Di Dinasti Tang, istilah-istilah ini diganti karena alasan tabu, jadi disebut penduduk kota atau distrik, kemudian istilah orang dan warga bercampur. Kecuali di pusat militer seperti Luoyang, penduduk kota dan distrik kebanyakan adalah prajurit, sangat berbeda dengan pedesaan.

Istilah 'pertahanan' adalah istilah militer baru yang muncul di Wangsa Wei Barat dan Zhou Utara, ukurannya kira-kira di antara pos dan distrik, secara administrasi berada di bawah provinsi atau kadang langsung di bawah distrik militer.

Mendengar para tamu membahas penambahan pos pertahanan di Wangsa Wei Barat, Li Tai mulai menduga bahwa langkah ini berkaitan dengan sistem militer baru yang akan datang.

Catatan sejarah menyebut Yu Wen Tai mulai merekrut para bangsawan Guanlong sebagai pasukan setelah kekalahan di Bukit Mangshan, tapi cara dan tahapannya tidak dijelaskan secara rinci.

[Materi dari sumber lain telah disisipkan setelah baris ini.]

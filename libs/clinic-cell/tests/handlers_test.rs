use assert_matches::assert_matches;
use axum::http::{Method, StatusCode};
use serde_json::json;

use clinic_cell::{clinic_routes, ClinicError, ClinicListQuery, ClinicService, CLINIC_COLLECTION};
use shared_models::validation::ValidationError;
use shared_utils::test_utils::{memory_store, send_json, Fixtures};

const HOSPITAL_A: &str = "0b7f4f7e-5c1d-4a8b-9a51-6f3e2d1c0b9a";
const HOSPITAL_B: &str = "5e3a1c2b-7d4f-4e6a-8b9c-0d1e2f3a4b5c";

#[tokio::test]
async fn test_create_then_list_returns_input_fields() {
    let (_, store) = memory_store();

    let (status, created) = send_json(
        clinic_routes(store.clone()),
        Method::POST,
        "/",
        Some(Fixtures::clinic(HOSPITAL_A)),
    )
    .await;
    assert_eq!(status, StatusCode::CREATED);

    let (status, listed) = send_json(clinic_routes(store), Method::GET, "/", None).await;
    assert_eq!(status, StatusCode::OK);

    let mut expected = Fixtures::clinic(HOSPITAL_A);
    expected["id"] = created["id"].clone();
    assert_eq!(listed, json!([expected]));
}

#[tokio::test]
async fn test_nonexistent_hospital_is_accepted() {
    let (memory, store) = memory_store();

    // No hospital has been created: references are format-checked only.
    let (status, _) = send_json(
        clinic_routes(store),
        Method::POST,
        "/",
        Some(Fixtures::clinic(HOSPITAL_B)),
    )
    .await;

    assert_eq!(status, StatusCode::CREATED);
    assert_eq!(memory.count(CLINIC_COLLECTION).await, 1);
}

#[tokio::test]
async fn test_malformed_hospital_id_fails_before_insert() {
    let (memory, store) = memory_store();

    let (status, body) = send_json(
        clinic_routes(store),
        Method::POST,
        "/",
        Some(Fixtures::clinic("not-a-hospital-id")),
    )
    .await;

    assert_eq!(status, StatusCode::BAD_REQUEST);
    assert!(body["error"].as_str().unwrap().contains("hospital_id"));
    assert_eq!(memory.count(CLINIC_COLLECTION).await, 0);
}

#[tokio::test]
async fn test_list_filters_by_hospital() {
    let (_, store) = memory_store();

    for hospital in [HOSPITAL_A, HOSPITAL_B, HOSPITAL_A] {
        let (status, _) = send_json(
            clinic_routes(store.clone()),
            Method::POST,
            "/",
            Some(Fixtures::clinic(hospital)),
        )
        .await;
        assert_eq!(status, StatusCode::CREATED);
    }

    let uri = format!("/?hospital_id={}", HOSPITAL_A);
    let (_, filtered) = send_json(clinic_routes(store.clone()), Method::GET, &uri, None).await;
    let filtered = filtered.as_array().unwrap();
    assert_eq!(filtered.len(), 2);
    assert!(filtered.iter().all(|c| c["hospital_id"] == HOSPITAL_A));

    let (_, all) = send_json(clinic_routes(store.clone()), Method::GET, "/", None).await;
    assert_eq!(all.as_array().unwrap().len(), 3);

    // An empty parameter means no filter.
    let (_, blank) = send_json(clinic_routes(store), Method::GET, "/?hospital_id=", None).await;
    assert_eq!(blank.as_array().unwrap().len(), 3);
}

#[tokio::test]
async fn test_list_filter_with_unknown_hospital_is_empty() {
    let (_, store) = memory_store();
    let service = ClinicService::new(store);

    service.create_from_json(Fixtures::clinic(HOSPITAL_A)).await.unwrap();

    let clinics = service
        .list_clinics(ClinicListQuery { hospital_id: Some(HOSPITAL_B.to_string()) })
        .await
        .unwrap();
    assert!(clinics.is_empty());
}

#[tokio::test]
async fn test_service_reports_reference_error() {
    let (_, store) = memory_store();
    let service = ClinicService::new(store);

    let err = service
        .create_from_json(json!({"hospital_id": "123", "name": "Dental"}))
        .await
        .unwrap_err();

    assert_matches!(
        err,
        ClinicError::Validation(ValidationError::InvalidReference { field: "hospital_id", .. })
    );
}

#[tokio::test]
async fn test_uppercase_reference_is_found_by_same_filter() {
    let (_, store) = memory_store();
    let upper = HOSPITAL_A.to_uppercase();

    let (status, _) = send_json(
        clinic_routes(store.clone()),
        Method::POST,
        "/",
        Some(Fixtures::clinic(&upper)),
    )
    .await;
    assert_eq!(status, StatusCode::CREATED);

    let uri = format!("/?hospital_id={}", upper);
    let (_, listed) = send_json(clinic_routes(store.clone()), Method::GET, &uri, None).await;
    assert_eq!(listed.as_array().unwrap().len(), 1);

    let uri = format!("/?hospital_id={}", HOSPITAL_A);
    let (_, listed) = send_json(clinic_routes(store), Method::GET, &uri, None).await;
    assert_eq!(listed.as_array().unwrap().len(), 1);
    assert_eq!(listed[0]["hospital_id"], HOSPITAL_A);
}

Sistem pasukan militer memang berakar dari sistem prajurit kota di Wangsa Wei Utara, tapi proses pembentukannya tidak terjadi dalam semalam. Pada awal Dinasti Sui, unit militer disebut 'Pelopor', di akhir Sui disebut 'Elang Terbang', dan baru di Tang disebut 'Pasukan Penyerang'.

Jadi, mungkin pos pertahanan yang sering didirikan di Wangsa Wei Barat saat ini adalah unit militer masa transisi sebelum sistem militer benar-benar terbentuk.

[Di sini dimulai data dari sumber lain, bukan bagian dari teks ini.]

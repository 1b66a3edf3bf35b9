use serde::{Deserialize, Serialize};
use thiserror::Error;

use shared_database::StoreError;
use shared_models::error::AppError;
use shared_models::ids::HospitalId;
use shared_models::validation::ValidationError;
use shared_utils::validation::require_text;

pub const HOSPITAL_COLLECTION: &str = "hospital";

#[derive(Debug, Clone, PartialEq, Serialize, Deserialize)]
pub struct Hospital {
    pub id: HospitalId,
    pub name: String,
    pub city: String,
    pub address: String,
    pub phone: Option<String>,
}

#[derive(Debug, Clone, Deserialize)]
pub struct CreateHospitalRequest {
    pub name: String,
    pub city: String,
    pub address: String,
    #[serde(default)]
    pub phone: Option<String>,
}

/// A validated hospital, ready to be stored.
#[derive(Debug, Clone, PartialEq, Serialize)]
pub struct NewHospital {
    pub name: String,
    pub city: String,
    pub address: String,
    pub phone: Option<String>,
}

impl CreateHospitalRequest {
    pub fn validate(self) -> Result<NewHospital, ValidationError> {
        Ok(NewHospital {
            name: require_text("name", self.name)?,
            city: require_text("city", self.city)?,
            address: require_text("address", self.address)?,
            phone: self.phone,
        })
    }
}

#[derive(Debug, Error)]
pub enum HospitalError {
    #[error(transparent)]
    Validation(#[from] ValidationError),

    #[error(transparent)]
    Store(#[from] StoreError),
}

impl From<HospitalError> for AppError {
    fn from(err: HospitalError) -> Self {
        match err {
            HospitalError::Validation(e) => e.into(),
            HospitalError::Store(e) => e.into(),
        }
    }
}

#[cfg(test)]
mod tests {
    use super::*;

    fn request() -> CreateHospitalRequest {
        CreateHospitalRequest {
            name: "Al Nada Hospital".to_string(),
            city: "Jeddah".to_string(),
            address: "Al Rawdah, King Road".to_string(),
            phone: None,
        }
    }

    #[test]
    fn test_validate_keeps_fields() {
        let hospital = request().validate().unwrap();
        assert_eq!(hospital.name, "Al Nada Hospital");
        assert_eq!(hospital.city, "Jeddah");
        assert_eq!(hospital.phone, None);
    }

    #[test]
    fn test_validate_rejects_blank_city() {
        let mut req = request();
        req.city = " ".to_string();
        assert_eq!(req.validate().unwrap_err(), ValidationError::MissingField("city"));
    }
}
use std::fmt;
use std::str::FromStr;

use serde::{Deserialize, Serialize};
use uuid::Uuid;

use crate::validation::ValidationError;

macro_rules! resource_id {
    ($(#[$meta:meta])* $name:ident) => {
        $(#[$meta])*
        #[derive(Debug, Clone, Copy, PartialEq, Eq, Hash, Serialize, Deserialize)]
        #[serde(transparent)]
        pub struct $name(Uuid);

        impl $name {
            pub fn new(id: Uuid) -> Self {
                Self(id)
            }

            pub fn as_uuid(&self) -> &Uuid {
                &self.0
            }

            /// Parses a reference field. Only the format is checked; the
            /// referenced record is never looked up.
            pub fn from_reference(field: &'static str, value: &str) -> Result<Self, ValidationError> {
                value.parse().map_err(|_| ValidationError::InvalidReference {
                    field,
                    value: value.to_string(),
                })
            }

            /// Canonical text of a reference used as a list filter, so any
            /// spelling accepted on create finds the stored record. Values
            /// that are not ids are kept as given and simply match nothing.
            pub fn filter_value(value: &str) -> String {
                value
                    .parse::<Self>()
                    .map(|id| id.to_string())
                    .unwrap_or_else(|_| value.to_string())
            }
        }

        impl FromStr for $name {
            type Err = uuid::Error;

            fn from_str(s: &str) -> Result<Self, Self::Err> {
                Uuid::parse_str(s).map(Self)
            }
        }

        impl fmt::Display for $name {
            fn fmt(&self, f: &mut fmt::Formatter<'_>) -> fmt::Result {
                write!(f, "{}", self.0.hyphenated())
            }
        }

        impl From<Uuid> for $name {
            fn from(id: Uuid) -> Self {
                Self(id)
            }
        }
    };
}

resource_id!(
    /// Identifier of a document in the `hospital` collection.
    HospitalId
);
resource_id!(
    /// Identifier of a document in the `clinic` collection.
    ClinicId
);
resource_id!(
    /// Identifier of a document in the `doctor` collection.
    DoctorId
);
resource_id!(
    /// Identifier of a document in the `appointment` collection.
    AppointmentId
);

Li Tai sebelumnya lebih memahami gaya hidup klasik ketimbang sejarah militer, sehingga hanya tahu garis besar soal pembentukan sistem militer.

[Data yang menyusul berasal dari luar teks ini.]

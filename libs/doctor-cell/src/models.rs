use serde::{Deserialize, Serialize};
use thiserror::Error;

use shared_database::StoreError;
use shared_models::error::AppError;
use shared_models::ids::{ClinicId, DoctorId};
use shared_models::validation::ValidationError;
use shared_utils::validation::{parse_time_slots, require_each, require_text};

pub const DOCTOR_COLLECTION: &str = "doctor";

/// Half-hour grid from 09:00 to 14:30.
pub const DEFAULT_TIME_SLOTS: [&str; 12] = [
    "09:00", "09:30", "10:00", "10:30", "11:00", "11:30",
    "12:00", "12:30", "13:00", "13:30", "14:00", "14:30",
];

pub fn default_time_slots() -> Vec<String> {
    DEFAULT_TIME_SLOTS.iter().map(|slot| slot.to_string()).collect()
}

#[derive(Debug, Clone, PartialEq, Serialize, Deserialize)]
pub struct Doctor {
    pub id: DoctorId,
    pub clinic_id: ClinicId,
    pub name: String,
    pub specialty: String,
    #[serde(default)]
    pub days_available: Vec<String>,
    #[serde(default)]
    pub time_slots: Vec<String>,
}

#[derive(Debug, Clone, Deserialize)]
pub struct CreateDoctorRequest {
    pub clinic_id: String,
    pub name: String,
    pub specialty: String,
    #[serde(default)]
    pub days_available: Vec<String>,
    #[serde(default = "default_time_slots")]
    pub time_slots: Vec<String>,
}

#[derive(Debug, Clone, PartialEq, Serialize)]
pub struct NewDoctor {
    pub clinic_id: ClinicId,
    pub name: String,
    pub specialty: String,
    pub days_available: Vec<String>,
    pub time_slots: Vec<String>,
}

impl CreateDoctorRequest {
    pub fn validate(self) -> Result<NewDoctor, ValidationError> {
        let name = require_text("name", self.name)?;
        let specialty = require_text("specialty", self.specialty)?;
        let days_available = require_each("days_available", self.days_available)?;
        let time_slots = parse_time_slots("time_slots", &self.time_slots)?;
        let clinic_id = ClinicId::from_reference("clinic_id", &self.clinic_id)?;

        Ok(NewDoctor {
            clinic_id,
            name,
            specialty,
            days_available,
            time_slots,
        })
    }
}

#[derive(Debug, Default, Deserialize)]
pub struct DoctorListQuery {
    pub clinic_id: Option<String>,
    pub specialty: Option<String>,
}

#[derive(Debug, Error)]
pub enum DoctorError {
    #[error(transparent)]
    Validation(#[from] ValidationError),

    #[error(transparent)]
    Store(#[from] StoreError),
}

impl From<DoctorError> for AppError {
    fn from(err: DoctorError) -> Self {
        match err {
            DoctorError::Validation(e) => e.into(),
            DoctorError::Store(e) => e.into(),
        }
    }
}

Namun, secara logika, jika Yu Wen Tai ingin merekrut para bangsawan Guanlong, harus mengatur dan menempatkan pasukan lokal, penambahan pos pertahanan adalah salah satu cara. Setelah organisasi mencapai skala tertentu, pos-pos itu bisa dipecah menjadi unit militer yang lebih besar atau kecil, lalu membentuk struktur sistem militer.

Memikirkan hal ini, hati Li Tai pun bersemangat.

Ia terus memikirkan cara bertahan dan berkembang di wilayah Wangsa Wei Barat, sebelumnya memberi saran namun tak mendapat perhatian Yu Wen Tai, sehingga sedikit kecewa, tetapi segera menerima kenyataan.

Wangsa Wei Barat bukanlah kerajaan besar yang utuh, meski mendapat kepercayaan Yu Wen Tai dan diangkat ke posisi penting, masa depan tetap terbatas. Kekuasaan Wangsa Wei Barat memang lemah, ditambah lingkungan luar yang keras, perkembangan kekuatan lokal hampir tak terbatasi.

Dalam kondisi seperti ini, berambisi ke pusat malah membuang waktu.

Di zaman kacau, yang berkuasa adalah yang punya pasukan. Keluarga Li dari Longxi punya posisi tinggi di Wangsa Wei Utara, tapi begitu Er Zhu Rong masuk ke Luoyang, banyak anggota keluarga Li dibantai, ayah Li Tai, Li Xiao, sampai memilih hidup terpencil dan tak mau jadi pejabat.

Sekalipun Li Tai berhasil di birokrasi Wangsa Wei Barat, paling-paling jadi seperti Li Chong, tapi jika terjadi gejolak politik besar, tetap tak mampu melindungi diri.

Karena itu, lebih baik meninggalkan ambisi ke pusat, turun ke pedesaan, jadi kepala pos pertahanan, dan kelak punya tempat di sistem militer masa depan.

Walaupun ia pendatang baru yang menyerah, tanpa akar di wilayah ini, masih ada lima-enam tahun sebelum sistem militer terbentuk, cukup waktu untuk persiapan. Setidaknya, dengan hidup di pedesaan, ia bisa menghindari arus politik Wangsa Wei Barat yang berbahaya.

Saat ia masih memikirkan jalur pengembangan diri, tiba-tiba para tamu bangkit dan berjalan keluar, ada yang berseru, “Kepala Kantor Du Gu datang!”

Kepala Kantor Du Gu… Du Gu Xin?

Li Tai mendengar nama itu, segera berdiri dan mengikuti para tamu keluar aula, ingin melihat seperti apa sosok mertua terhebat itu.